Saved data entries
::::
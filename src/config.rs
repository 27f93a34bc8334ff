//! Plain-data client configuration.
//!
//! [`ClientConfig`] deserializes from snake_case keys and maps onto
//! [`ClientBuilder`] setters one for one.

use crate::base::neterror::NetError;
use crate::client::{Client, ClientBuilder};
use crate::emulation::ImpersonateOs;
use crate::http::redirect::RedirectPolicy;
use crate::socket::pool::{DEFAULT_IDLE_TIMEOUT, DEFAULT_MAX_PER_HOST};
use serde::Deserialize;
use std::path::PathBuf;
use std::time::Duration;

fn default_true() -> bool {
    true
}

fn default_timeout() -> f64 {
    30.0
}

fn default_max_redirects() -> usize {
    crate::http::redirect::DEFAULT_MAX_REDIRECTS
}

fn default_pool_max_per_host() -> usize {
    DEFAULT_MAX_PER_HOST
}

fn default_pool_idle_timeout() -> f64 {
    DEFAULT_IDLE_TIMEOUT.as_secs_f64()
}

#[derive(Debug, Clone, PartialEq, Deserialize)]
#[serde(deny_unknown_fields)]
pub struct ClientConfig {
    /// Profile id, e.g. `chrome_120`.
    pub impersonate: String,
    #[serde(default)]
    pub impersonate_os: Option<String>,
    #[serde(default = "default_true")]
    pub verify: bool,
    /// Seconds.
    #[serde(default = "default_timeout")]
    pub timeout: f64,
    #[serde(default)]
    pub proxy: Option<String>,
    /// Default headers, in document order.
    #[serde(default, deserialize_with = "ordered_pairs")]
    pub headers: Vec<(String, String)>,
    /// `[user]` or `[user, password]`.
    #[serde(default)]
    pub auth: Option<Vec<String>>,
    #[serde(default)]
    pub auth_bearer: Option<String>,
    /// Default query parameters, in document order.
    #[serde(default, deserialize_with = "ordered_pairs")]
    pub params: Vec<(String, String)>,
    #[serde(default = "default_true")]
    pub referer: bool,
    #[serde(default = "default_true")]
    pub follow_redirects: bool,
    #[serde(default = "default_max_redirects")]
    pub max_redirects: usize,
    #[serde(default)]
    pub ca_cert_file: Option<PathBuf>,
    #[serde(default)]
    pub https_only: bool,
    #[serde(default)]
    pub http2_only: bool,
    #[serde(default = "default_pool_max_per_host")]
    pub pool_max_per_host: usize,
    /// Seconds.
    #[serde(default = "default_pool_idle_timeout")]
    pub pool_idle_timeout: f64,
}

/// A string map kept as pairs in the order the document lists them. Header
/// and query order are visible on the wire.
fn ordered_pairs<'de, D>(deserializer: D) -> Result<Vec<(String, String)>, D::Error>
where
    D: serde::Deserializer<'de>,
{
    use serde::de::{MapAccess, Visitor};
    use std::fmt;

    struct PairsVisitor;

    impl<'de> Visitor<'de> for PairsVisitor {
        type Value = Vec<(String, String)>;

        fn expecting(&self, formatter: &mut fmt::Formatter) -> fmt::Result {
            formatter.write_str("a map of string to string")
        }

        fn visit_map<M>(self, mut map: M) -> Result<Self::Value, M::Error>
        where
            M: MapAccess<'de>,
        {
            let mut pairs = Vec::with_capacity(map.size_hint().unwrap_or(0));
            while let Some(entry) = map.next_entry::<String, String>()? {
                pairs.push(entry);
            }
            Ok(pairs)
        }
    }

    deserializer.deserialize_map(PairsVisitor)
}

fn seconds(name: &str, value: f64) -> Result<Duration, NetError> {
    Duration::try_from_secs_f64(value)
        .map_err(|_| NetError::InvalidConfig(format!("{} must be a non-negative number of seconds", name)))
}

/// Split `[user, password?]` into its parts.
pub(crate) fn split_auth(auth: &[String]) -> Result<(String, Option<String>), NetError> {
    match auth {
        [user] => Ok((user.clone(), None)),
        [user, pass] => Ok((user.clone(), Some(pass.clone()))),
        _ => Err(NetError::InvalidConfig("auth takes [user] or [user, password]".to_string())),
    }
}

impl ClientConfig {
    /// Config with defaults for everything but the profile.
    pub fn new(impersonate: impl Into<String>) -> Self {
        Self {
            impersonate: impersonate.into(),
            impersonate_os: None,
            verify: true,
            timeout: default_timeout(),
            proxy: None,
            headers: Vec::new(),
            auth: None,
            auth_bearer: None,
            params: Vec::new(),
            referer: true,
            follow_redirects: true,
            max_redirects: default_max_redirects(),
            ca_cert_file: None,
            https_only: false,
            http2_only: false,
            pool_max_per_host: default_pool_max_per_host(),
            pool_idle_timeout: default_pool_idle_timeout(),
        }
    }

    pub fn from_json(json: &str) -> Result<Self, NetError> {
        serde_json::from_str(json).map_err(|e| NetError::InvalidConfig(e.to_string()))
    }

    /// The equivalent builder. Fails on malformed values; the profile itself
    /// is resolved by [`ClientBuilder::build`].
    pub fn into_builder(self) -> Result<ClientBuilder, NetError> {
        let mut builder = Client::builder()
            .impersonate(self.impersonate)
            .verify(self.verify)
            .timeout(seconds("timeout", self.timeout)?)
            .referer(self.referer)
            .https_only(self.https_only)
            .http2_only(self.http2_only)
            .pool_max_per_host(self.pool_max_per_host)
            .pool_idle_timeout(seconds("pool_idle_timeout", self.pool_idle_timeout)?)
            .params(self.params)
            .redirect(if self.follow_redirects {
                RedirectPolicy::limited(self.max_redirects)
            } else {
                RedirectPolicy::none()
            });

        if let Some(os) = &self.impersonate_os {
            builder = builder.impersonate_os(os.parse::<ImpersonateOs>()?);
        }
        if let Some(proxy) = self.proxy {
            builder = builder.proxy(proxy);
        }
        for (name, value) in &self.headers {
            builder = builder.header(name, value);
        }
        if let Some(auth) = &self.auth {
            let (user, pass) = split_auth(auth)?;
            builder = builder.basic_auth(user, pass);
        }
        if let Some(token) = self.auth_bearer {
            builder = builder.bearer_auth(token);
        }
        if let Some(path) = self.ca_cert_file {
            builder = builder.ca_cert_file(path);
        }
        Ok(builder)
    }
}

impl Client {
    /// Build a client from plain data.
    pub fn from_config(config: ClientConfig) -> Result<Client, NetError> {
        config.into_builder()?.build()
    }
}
::::
Among the lines above, please find those with "ImpersonateOs" and copy them.

use crate::emulation::ImpersonateOs;
            builder = builder.impersonate_os(os.parse::<ImpersonateOs>()?);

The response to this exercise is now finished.